## Dataset entries
※ ※ ※
//! Concrete probes, one per pipeline phase.

pub mod check;
pub mod execute;
pub mod session;
pub mod smoke;
pub mod ui;
pub mod visual;

pub use check::StaticCheckProbe;
pub use execute::ExecutionProbe;
pub use session::SessionQueryProbe;
pub use smoke::SmokeProbe;
pub use ui::UiVerifier;
pub use visual::VisualValidator;
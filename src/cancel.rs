use std::sync::Arc;
use std::sync::atomic::{AtomicBool, Ordering};
use std::time::{Duration, Instant};

/// Cooperative cancellation flag.
///
/// A child token reports cancelled when it or any ancestor is cancelled,
/// so the orchestrator can abort one phase without touching the run token.
#[derive(Clone, Debug, Default)]
pub struct CancelToken {
    own: Arc<AtomicBool>,
    ancestors: Vec<Arc<AtomicBool>>,
}

impl CancelToken {
    pub fn new() -> Self {
        Self::default()
    }

    pub fn child(&self) -> Self {
        let mut ancestors = self.ancestors.clone();
        ancestors.push(Arc::clone(&self.own));
        Self {
            own: Arc::new(AtomicBool::new(false)),
            ancestors,
        }
    }

    pub fn cancel(&self) {
        self.own.store(true, Ordering::SeqCst);
    }

    pub fn is_cancelled(&self) -> bool {
        self.own.load(Ordering::SeqCst)
            || self.ancestors.iter().any(|a| a.load(Ordering::SeqCst))
    }

    /// Sleep up to `dur`, waking early on cancellation. Returns `false` if cancelled.
    pub fn sleep(&self, dur: Duration) -> bool {
        let deadline = Instant::now() + dur;
        loop {
            if self.is_cancelled() {
                return false;
            }
            let now = Instant::now();
            if now >= deadline {
                return true;
            }
            std::thread::sleep((deadline - now).min(Duration::from_millis(50)));
        }
    }
}
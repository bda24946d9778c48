//! Versioned verdict document.
//!
//! The schema is additive-only: new optional fields may appear, and
//! `SCHEMA_VERSION` is bumped on any removal or change of meaning. Readers
//! ignore fields they do not know.

use crate::{
    error::{EXIT_CHECK_FAILED, EXIT_OK, GuardError},
    pipeline::PhaseOutcome,
    policy::{self, PolicyDecision},
    probe::{PhaseId, Status},
    selftest::SelfTest,
    util::{ensure_dir, notebook_key},
};
use anyhow::{Context, Result};
use serde::{Deserialize, Serialize};
use std::collections::{BTreeMap, HashSet};
use std::path::{Path, PathBuf};

pub const SCHEMA_VERSION: &str = "1.1";

#[derive(Debug, Clone, PartialEq, Serialize, Deserialize)]
pub struct PhaseReport {
    pub status: Status,
    #[serde(default)]
    pub strict: bool,
    #[serde(default)]
    pub messages: Vec<String>,
    #[serde(default)]
    pub artifacts: BTreeMap<String, PathBuf>,
    #[serde(default)]
    pub metrics: BTreeMap<String, f64>,
    #[serde(default)]
    pub duration_ms: u64,
    #[serde(default, skip_serializing_if = "serde_json::Value::is_null")]
    pub details: serde_json::Value,
}

impl Default for PhaseReport {
    fn default() -> Self {
        Self {
            status: Status::Skipped,
            strict: false,
            messages: vec!["phase not scheduled".to_string()],
            artifacts: BTreeMap::new(),
            metrics: BTreeMap::new(),
            duration_ms: 0,
            details: serde_json::Value::Null,
        }
    }
}

#[derive(Debug, Clone, PartialEq, Serialize, Deserialize)]
pub struct Report {
    pub schema_version: String,
    pub ok: bool,
    #[serde(default, skip_serializing_if = "Option::is_none")]
    pub error: Option<String>,
    #[serde(default)]
    pub warnings: Vec<String>,
    #[serde(default, skip_serializing_if = "Vec::is_empty")]
    pub promoted: Vec<String>,
    #[serde(default, skip_serializing_if = "Option::is_none")]
    pub notebook: Option<String>,
    #[serde(default, skip_serializing_if = "Option::is_none")]
    pub notebook_sha256: Option<String>,
    #[serde(default, skip_serializing_if = "Option::is_none")]
    pub generated_at: Option<String>,
    #[serde(default)]
    pub duration_ms: u64,
    #[serde(default)]
    pub check: PhaseReport,
    #[serde(default)]
    pub app_run: PhaseReport,
    #[serde(default)]
    pub visual_validation: PhaseReport,
    #[serde(default)]
    pub run: PhaseReport,
    #[serde(default)]
    pub ui: PhaseReport,
    #[serde(default)]
    pub mcp: PhaseReport,
    #[serde(default, skip_serializing_if = "Option::is_none")]
    pub selftest: Option<SelfTest>,
}

/// Run metadata copied into the report verbatim.
#[derive(Debug, Clone, Default)]
pub struct RunMeta {
    pub notebook: Option<String>,
    pub notebook_sha256: Option<String>,
    pub generated_at: Option<String>,
    pub duration_ms: u64,
}

/// What the run learned about the self-test artifact.
#[derive(Debug, Clone)]
pub enum SelfTestInput {
    Absent { expected_at: PathBuf },
    Present(SelfTest),
}

impl SelfTestInput {
    fn as_selftest(&self) -> Option<&SelfTest> {
        match self {
            SelfTestInput::Present(st) => Some(st),
            SelfTestInput::Absent { .. } => None,
        }
    }
}

impl Report {
    pub fn phase(&self, phase: PhaseId) -> &PhaseReport {
        match phase {
            PhaseId::Check => &self.check,
            PhaseId::AppRun => &self.app_run,
            PhaseId::VisualValidation => &self.visual_validation,
            PhaseId::Run => &self.run,
            PhaseId::Ui => &self.ui,
            PhaseId::Mcp => &self.mcp,
        }
    }

    fn phase_mut(&mut self, phase: PhaseId) -> &mut PhaseReport {
        match phase {
            PhaseId::Check => &mut self.check,
            PhaseId::AppRun => &mut self.app_run,
            PhaseId::VisualValidation => &mut self.visual_validation,
            PhaseId::Run => &mut self.run,
            PhaseId::Ui => &mut self.ui,
            PhaseId::Mcp => &mut self.mcp,
        }
    }

    pub fn exit_code(&self) -> i32 {
        if self.ok { EXIT_OK } else { EXIT_CHECK_FAILED }
    }

    /// Human-oriented digest of why a report is not ok.
    pub fn failure_summary(&self) -> String {
        let mut parts = Vec::new();
        if let Some(err) = &self.error {
            parts.push(format!("error: {err}"));
        }
        for phase in PhaseId::CANONICAL {
            let p = self.phase(phase);
            if p.status == Status::Fail {
                let msgs = if p.messages.is_empty() {
                    "failed".to_string()
                } else {
                    p.messages.join("; ")
                };
                parts.push(format!("{phase}: {msgs}"));
            }
        }
        if let Some(st) = &self.selftest {
            if !st.ok && !st.errors.is_empty() {
                parts.push(format!("selftest: {}", st.errors.join("; ")));
            }
        }
        parts.join("\n")
    }

    pub fn write(&self, path: &Path) -> Result<()> {
        if let Some(parent) = path.parent() {
            ensure_dir(parent)?;
        }
        let raw = serde_json::to_string_pretty(self)?;
        std::fs::write(path, raw).with_context(|| format!("writing report: {}", path.display()))
    }

    pub fn read(path: &Path) -> Result<Self> {
        let raw = std::fs::read_to_string(path)
            .with_context(|| format!("reading report: {}", path.display()))?;
        serde_json::from_str(&raw).with_context(|| format!("parsing report: {}", path.display()))
    }
}

pub fn report_path(logs_dir: &Path, notebook: &Path) -> PathBuf {
    logs_dir.join(format!("marimo_guard_{}.json", notebook_key(notebook)))
}

pub fn iteration_report_path(logs_dir: &Path, notebook: &Path, iteration: u32) -> PathBuf {
    logs_dir.join(format!(
        "marimo_guard_iter_{}_{iteration}.json",
        notebook_key(notebook)
    ))
}

/// Fold ordered phase outcomes and the self-test artifact into one report.
///
/// `ok` holds iff no phase ends up `fail` after strict promotion and, when
/// `require_selftest` is set, the artifact exists and says `ok`. A missing
/// required artifact is reported as the top-level `error`.
pub fn aggregate(
    outcomes: Vec<PhaseOutcome>,
    selftest: SelfTestInput,
    require_selftest: bool,
    meta: RunMeta,
) -> Result<Report, GuardError> {
    let mut seen = HashSet::new();
    for o in &outcomes {
        if !seen.insert(o.phase) {
            return Err(GuardError::AggregationFatal(format!(
                "phase {} reported more than once",
                o.phase
            )));
        }
    }

    let PolicyDecision {
        phases_ok,
        statuses,
        promoted,
        mut warnings,
    } = policy::decide(&outcomes);

    let mut error = None;
    let selftest_ok = match (&selftest, require_selftest) {
        (SelfTestInput::Absent { expected_at }, true) => {
            error = Some(GuardError::ArtifactMissing(expected_at.clone()).to_string());
            false
        }
        (SelfTestInput::Present(st), true) => st.ok,
        (SelfTestInput::Present(st), false) => {
            if !st.ok {
                warnings.extend(st.errors.iter().map(|e| format!("selftest: {e}")));
            }
            true
        }
        (SelfTestInput::Absent { .. }, false) => true,
    };

    let mut report = Report {
        schema_version: SCHEMA_VERSION.to_string(),
        ok: phases_ok && selftest_ok && error.is_none(),
        error,
        warnings,
        promoted,
        notebook: meta.notebook,
        notebook_sha256: meta.notebook_sha256,
        generated_at: meta.generated_at,
        duration_ms: meta.duration_ms,
        check: PhaseReport::default(),
        app_run: PhaseReport::default(),
        visual_validation: PhaseReport::default(),
        run: PhaseReport::default(),
        ui: PhaseReport::default(),
        mcp: PhaseReport::default(),
        selftest: selftest.as_selftest().cloned(),
    };

    for (o, (phase, status)) in outcomes.into_iter().zip(statuses) {
        *report.phase_mut(phase) = PhaseReport {
            status,
            strict: o.config.strict,
            messages: o.result.messages,
            artifacts: o.result.artifacts,
            metrics: o.result.metrics,
            duration_ms: u64::try_from(o.duration.as_millis()).unwrap_or(u64::MAX),
            details: o.result.details,
        };
    }

    Ok(report)
}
※ ※ ※
## What the exercise asks
Find the line with "if p.status == Status::Fail" in the entries above. Retype it and each line after it, exactly, through the line with "pub fn report_path(logs_dir: &Path, notebook: &Path)", and stop there.

## Worked solution
            if p.status == Status::Fail {
                let msgs = if p.messages.is_empty() {
                    "failed".to_string()
                } else {
                    p.messages.join("; ")
                };
                parts.push(format!("{phase}: {msgs}"));
            }
        }
        if let Some(st) = &self.selftest {
            if !st.ok && !st.errors.is_empty() {
                parts.push(format!("selftest: {}", st.errors.join("; ")));
            }
        }
        parts.join("\n")
    }

    pub fn write(&self, path: &Path) -> Result<()> {
        if let Some(parent) = path.parent() {
            ensure_dir(parent)?;
        }
        let raw = serde_json::to_string_pretty(self)?;
        std::fs::write(path, raw).with_context(|| format!("writing report: {}", path.display()))
    }

    pub fn read(path: &Path) -> Result<Self> {
        let raw = std::fs::read_to_string(path)
            .with_context(|| format!("reading report: {}", path.display()))?;
        serde_json::from_str(&raw).with_context(|| format!("parsing report: {}", path.display()))
    }
}

pub fn report_path(logs_dir: &Path, notebook: &Path) -> PathBuf {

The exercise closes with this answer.